When offering PayPal as your ONLY form of payment, don’t just list the “PayPal” logo as your “preferred payment method”. Instead, providing you have either a PayPal Business account or PayPal Premier account, list out all the icons of the credit cards you accept in addition to the PayPal logo. Believe it or not, many potential customers still don’t realize that you can pay by credit card using PayPal (without having your own PayPal account).
Because of this, by saying you offer PayPal as the “payment method”, you will likely lose potential sales from customers that think “well, I don’t have a PayPal account so I can’t shop here”. You can capture some of those lost sales by simply saying you accept “Visa, MasterCard, American Express, etc…” (anything that your PayPal account allows them to pay with) … AND PayPal.
Now, what you have done is spoke in the “customers language”. Instead of telling them you only accept PayPal, you are telling them you accept MANY forms of online payment, and PayPal (using the “email way”) is simply one of them.
Don’t have a PayPal account? Click here to start one today! Start accepting credit cards from your e-commerce store today! It’s free, easy, and safe.
That doesnt help much. People dont want to sign up for paypal and simpy close the whole screen. I havent sold but 4 items in a year with paypal on my site. You need 2 accounts to really make it on the net.
Actually, you may have mis-read the post. The post talks about how to capture additional sales using PayPal … not use it as your only payment method.
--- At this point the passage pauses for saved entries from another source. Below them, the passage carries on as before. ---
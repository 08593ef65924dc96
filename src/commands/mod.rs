pub mod shell;

pub use shell::{ShellRun, ShellRunner};
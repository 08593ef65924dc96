use thiserror::Error;

#[derive(Error, Debug)]
pub enum ShellError {
    /// 플래그/설정 파일 충돌, 필수 입력 누락, 설정 파일 파싱 실패
    #[error("Configuration error: {0}")]
    Config(String),

    #[error("instance {} is unavailable for ssm", format_ids(.0))]
    UnavailableTargets(Vec<String>),

    #[error("Failed to dispatch command: {0}")]
    Dispatch(String),

    #[error("SSM API call failed: {0}")]
    Api(String),

    /// 단일 인스턴스 폴링 실패 (다음 주기에 재시도)
    #[error("Failed to get status of {instance}: {message}")]
    Poll { instance: String, message: String },

    #[error("Interrupted before the command was dispatched")]
    Cancelled,

    #[error("IO error: {0}")]
    Io(#[from] std::io::Error),

    #[error("JSON serialization/deserialization error: {0}")]
    Json(#[from] serde_json::Error),
}

fn format_ids(ids: &[String]) -> String {
    format!("[{}]", ids.join(" "))
}

pub type Result<T> = std::result::Result<T, ShellError>;

#[cfg(test)]
mod tests {
    use super::*;

    #[test]
    fn test_unavailable_targets_lists_every_id() {
        let err = ShellError::UnavailableTargets(vec!["i-1".to_string(), "i-2".to_string()]);
        assert_eq!(err.to_string(), "instance [i-1 i-2] is unavailable for ssm");
    }

    #[test]
    fn test_poll_error_message() {
        let err = ShellError::Poll {
            instance: "i-1".to_string(),
            message: "throttled".to_string(),
        };
        assert!(err.to_string().contains("i-1"));
        assert!(err.to_string().contains("throttled"));
    }
}
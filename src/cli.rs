use clap::{Args, Parser, Subcommand};
use std::path::PathBuf;

use crate::config::JobSources;

#[derive(Parser, Debug)]
#[command(name = "ssmcast")]
#[command(version)]
#[command(about = "Run shell commands on EC2 instances through SSM Run Command", long_about = None)]
pub struct Cli {
    /// ~/.aws/credentials 프로파일 이름
    #[arg(long, global = true)]
    pub awsconf: Option<String>,

    /// AWS 리전
    #[arg(long, global = true, default_value = "ap-northeast-1")]
    pub awsregion: String,

    /// 디버그 로그 출력
    #[arg(short = 'd', long, global = true)]
    pub debug: bool,

    #[command(subcommand)]
    pub command: Commands,
}

#[derive(Subcommand, Debug)]
pub enum Commands {
    /// Run shell script via ssm
    Shell(ShellArgs),
}

#[derive(Args, Debug, Clone)]
pub struct ShellArgs {
    /// instance targeted by command, more than 1
    #[arg(long = "instance", value_name = "INSTANCE_ID")]
    pub instances: Vec<String>,

    /// directory where command will be executed
    #[arg(long)]
    pub workdir: Option<String>,

    /// command will be executed
    #[arg(long = "cmd", value_name = "COMMAND")]
    pub cmds: Vec<String>,

    /// path to yaml config file
    #[arg(long)]
    pub path: Option<PathBuf>,

    /// dry-run. print instanceIDS, work directory and commands
    #[arg(long)]
    pub dry_run: bool,

    /// stop waiting after this many seconds (the remote command keeps running)
    #[arg(long, value_name = "SECONDS")]
    pub max_wait: Option<u64>,
}

impl ShellArgs {
    pub fn sources(&self) -> JobSources {
        JobSources {
            instances: self.instances.clone(),
            workdir: self.workdir.clone(),
            commands: self.cmds.clone(),
            path: self.path.clone(),
        }
    }
}
use tracing_subscriber::EnvFilter;

/// stderr로 로그를 내보낸다. stdout은 Reporter 전용
///
/// `RUST_LOG`가 있으면 그 값을 따르고, 없으면 `--debug` 여부로 레벨을 정한다.
pub fn init_tracing(debug: bool) {
    let _ = tracing_subscriber::fmt()
        .with_env_filter(build_filter(debug))
        .with_writer(std::io::stderr)
        .with_target(false)
        .try_init();
}

fn default_directive(debug: bool) -> &'static str {
    if debug {
        "ssmcast=debug"
    } else {
        "ssmcast=warn"
    }
}

fn build_filter(debug: bool) -> EnvFilter {
    EnvFilter::try_from_default_env().unwrap_or_else(|_| EnvFilter::new(default_directive(debug)))
}

#[cfg(test)]
mod tests {
    use super::*;

    #[test]
    fn test_default_directive() {
        assert_eq!(default_directive(true), "ssmcast=debug");
        assert_eq!(default_directive(false), "ssmcast=warn");
    }

    #[test]
    fn test_init_twice_is_harmless() {
        init_tracing(false);
        init_tracing(true);
    }
}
It also covers how to properly word the phrase so as to let users know they do NOT need a PayPal account to purchase from you.
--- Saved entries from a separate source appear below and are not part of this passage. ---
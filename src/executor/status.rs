use std::fmt;

/// SSM 호출(invocation) 상태
///
/// API가 돌려주는 문자열을 파싱한 값입니다. 출력용 원문은 `ObservedStatus`가 보존합니다.
/// 알 수 없는 문자열은 `Unknown`으로 분류되어 종료 상태로 취급됩니다.
#[derive(Debug, Clone, PartialEq, Eq)]
pub enum CommandStatus {
    Pending,
    InProgress,
    Delayed,
    Success,
    Cancelled,
    Failed,
    TimedOut,
    Undeliverable,
    Terminated,
    Unknown,
}

/// 상태 전이 출력 색상을 결정하는 심각도
#[derive(Debug, Clone, Copy, PartialEq, Eq)]
pub enum Severity {
    Progressing,
    Warning,
    Problem,
}

impl CommandStatus {
    /// "In Progress", "InProgress", "in_progress" 모두 같은 값으로 취급
    pub fn parse(raw: &str) -> Self {
        let normalized: String = raw
            .chars()
            .filter(|c| c.is_ascii_alphanumeric())
            .collect::<String>()
            .to_ascii_lowercase();

        match normalized.as_str() {
            "pending" => CommandStatus::Pending,
            "inprogress" => CommandStatus::InProgress,
            "delayed" => CommandStatus::Delayed,
            "success" => CommandStatus::Success,
            "cancelled" | "canceled" => CommandStatus::Cancelled,
            "failed" => CommandStatus::Failed,
            "timedout" | "deliverytimedout" | "executiontimedout" => CommandStatus::TimedOut,
            "undeliverable" => CommandStatus::Undeliverable,
            "terminated" => CommandStatus::Terminated,
            _ => CommandStatus::Unknown,
        }
    }

    pub fn is_terminal(&self) -> bool {
        !matches!(
            self,
            CommandStatus::Pending | CommandStatus::InProgress | CommandStatus::Delayed
        )
    }

    pub fn severity(&self) -> Severity {
        match self {
            CommandStatus::Pending | CommandStatus::InProgress | CommandStatus::Success => {
                Severity::Progressing
            }
            CommandStatus::Delayed => Severity::Warning,
            _ => Severity::Problem,
        }
    }
}

/// 원문 문자열과 파싱된 상태의 쌍
#[derive(Debug, Clone, PartialEq, Eq)]
pub struct ObservedStatus {
    pub raw: String,
    pub kind: CommandStatus,
}

impl ObservedStatus {
    pub fn new(raw: impl Into<String>) -> Self {
        let raw = raw.into();
        let kind = CommandStatus::parse(&raw);
        Self { raw, kind }
    }

    pub fn is_terminal(&self) -> bool {
        self.kind.is_terminal()
    }

    pub fn severity(&self) -> Severity {
        self.kind.severity()
    }
}

impl fmt::Display for ObservedStatus {
    fn fmt(&self, f: &mut fmt::Formatter<'_>) -> fmt::Result {
        f.write_str(&self.raw)
    }
}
That brings me to the last point.
You do not need a PayPal account in order to purchase through PayPal. That was how it was LONG ago, but that changed quite a while back. A user does not have to sign up for a PayPal account in order to purchase with a credit card from a site. You have to enable this option from within your PayPal account though.
One other thing to note is that just because PayPal doesn’t seem to work for one site does not mean it won’t work for others. Oftentimes you have to look at your market to determine if PayPal is right as an optional payment method for your company.
Stores with more users with the demographic that fits “ebay” buying (those that you would find buying products on ebay etc…) prefer to purchase using eBay. However, if you sell B2B, then PayPal may not be the best option for you.
It all depends. The key though is this. If you use it as the article instructed (as an ADDITIONAL payment method that complements your own) then you should be able to recover sales that you may have lost had you not provided that option.
Look in your case. You may have only sold 4 items all year through PayPal, but if you didn’t provide that method, you would have more than likely LOST every one of those sales. So would you rather add sales to your bottom line or loose them? I think adding any amount of additional sales to your bottom line is always wise if you are looking to build a business.
I hate PayPal and I don’t want to use credit cards online. I always ask vendors if I can pay them by Postal Money Order. Most of the time, unless they’re out of the country, they’ll say yes.
Had no idea that paypal allowed this now. I stopped buying on Ebay years ago because I didn’t like paypal because they kept fingering my linked bank account and credit card moving money around for no reason. Since that time any place I saw “paypal only” has been avoided like the plague. If accounts link through paypal lets me pay direct from my credit card…a lot of people did lose sales from me.